Широкова Ольга Сергеевна : другие произведения.

Монолог на изломе лет

Самиздат: [Регистрация] [Найти] [Рейтинги] [Обсуждения] [Новинки] [Обзоры] [Помощь|Техвопросы]
Ссылки:


 Ваша оценка:
  • Аннотация:
    300-летию Санкт-Петербурга посвящается


Монолог на изломе лет.

300-летию Санкт-Петербурга посвящается...
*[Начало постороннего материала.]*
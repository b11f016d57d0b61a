//! Line-oriented scanner for questions that already end in `?`.

use super::{Candidate, Strategy};
use crate::patterns::PatternLibrary;

/// Keeps trimmed lines ending in `?` whose length is 15–300 characters.
///
/// The cheapest and highest-precision detector, so it runs first and wins
/// first-seen deduplication against the other strategies.
pub struct QuestionMarkScanner;

impl Strategy for QuestionMarkScanner {
    fn label(&self) -> &'static str {
        "question_mark"
    }

    fn extract(&self, content: &str, _patterns: &PatternLibrary) -> Vec<Candidate> {
        content
            .lines()
            .filter_map(|line| {
                let line = line.trim();
                let len = line.chars().count();
                (line.ends_with('?') && (15..=300).contains(&len)).then(|| Candidate {
                    text: line.to_string(),
                    strategy: self.label(),
                })
            })
            .collect()
    }
}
   Весь день моросило, солнце редкими лучами пробивалось сквозь серость дождевых туч, и казалось, что утро решило изменить привычному ходу часов, и, затянувшись до полудня, сразу передало вахту вечерним сумеркам. В этот мало примечательный весенний денек мой отец, потративший изрядно времени на оценивание и примеривание к моей матушке, наконец, принял решение, и, взяв ее однодневным штурмом, излил свое семя на, честно говоря, малопригодное и с виду совсем не плодородное лоно. Однако семя прижилось, и появился я, призванный стать символом имперской эпохи - достойный отпрыск своего родителя - и покорить мир своим величием. Мое детство, несмотря на все старания и возможности отца, было отнюдь не спокойным. Мать всегда была сурова, а ее редкие ласки сменялись бурными катаклизмами, иногда приводившие меня на грань уничтожения. Но отец, который вложил в меня все самое лучшее, чем обладал сам, прививший мне неиссякаемое стремление к росту и развитию в любых условиях, умудрялся восполнять мне все то, чего лишила мать. Он знал ее непростой характер, неподатливость и упрямство, и поэтому заботу обо мне сделал буквально своей работой. Первые годы моей жизни также омрачались войной, в которую был втянут мой отец и события которой не могли не отразится на моей еще неустойчивой детской психике. Вряд ли я знал, что такое настоящая семья... Вокруг меня всегда было очень много людей, чьи имена и лица я даже не могу припомнить, они сменялись так быстро, что я не успевал привыкать к ним, но каждый из них оказывал на меня хоть крошечное, но влияние, добавляя свою крохотную лепту в мое становление. Не имея в то время ни малейшего представления о том, что такое смерть, голод или лишения, и что два последних могут оказаться причиной первой, я часто недоумевал, куда исчезают все эти человечки, большие и маленькие. Еще не зная тогда, что обречен пережить не одно их поколение, я много кричал и плакал, не желая мирится с таким беспорядочным калейдоскопом.
   Я часто задумывался, каким бы я был, если б родился в другое время, менее бурное и тревожное, где время течет размеренно, а люди и события подчинены простой и понятной логике... Но я не жалуюсь, и готов смирится с такой судьбой, предначертанной мне самой датой моего рождения - я майский, и согласно народной мудрости, обречен на вечную маету.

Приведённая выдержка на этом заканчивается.